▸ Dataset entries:
---
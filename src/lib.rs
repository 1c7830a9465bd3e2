// SPDX-License-Identifier: MIT
// Copyright 2026 Roland Dreier <roland@kernel.org>

//! Footprint tracker: carbon emissions of user activities
//!
//! This crate computes per-activity carbon emissions from configurable
//! emission factors and aggregates a user's footprint over a date range,
//! compared against an average baseline.

pub mod config;
pub mod db;
pub mod error;
pub mod models;
pub mod services;
pub mod time_utils;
---
▸ What you will do: The full data, repeated exactly, is the only acceptable output.

▸ Output below:
filename src/lib.rs
repository 1c7830a9465bd3e2
// SPDX-License-Identifier: MIT
// Copyright 2026 Roland Dreier <roland@kernel.org>

//! Footprint tracker: carbon emissions of user activities
//!
//! This crate computes per-activity carbon emissions from configurable
//! emission factors and aggregates a user's footprint over a date range,
//! compared against an average baseline.

pub mod config;
pub mod db;
pub mod error;
pub mod models;
pub mod services;
pub mod time_utils;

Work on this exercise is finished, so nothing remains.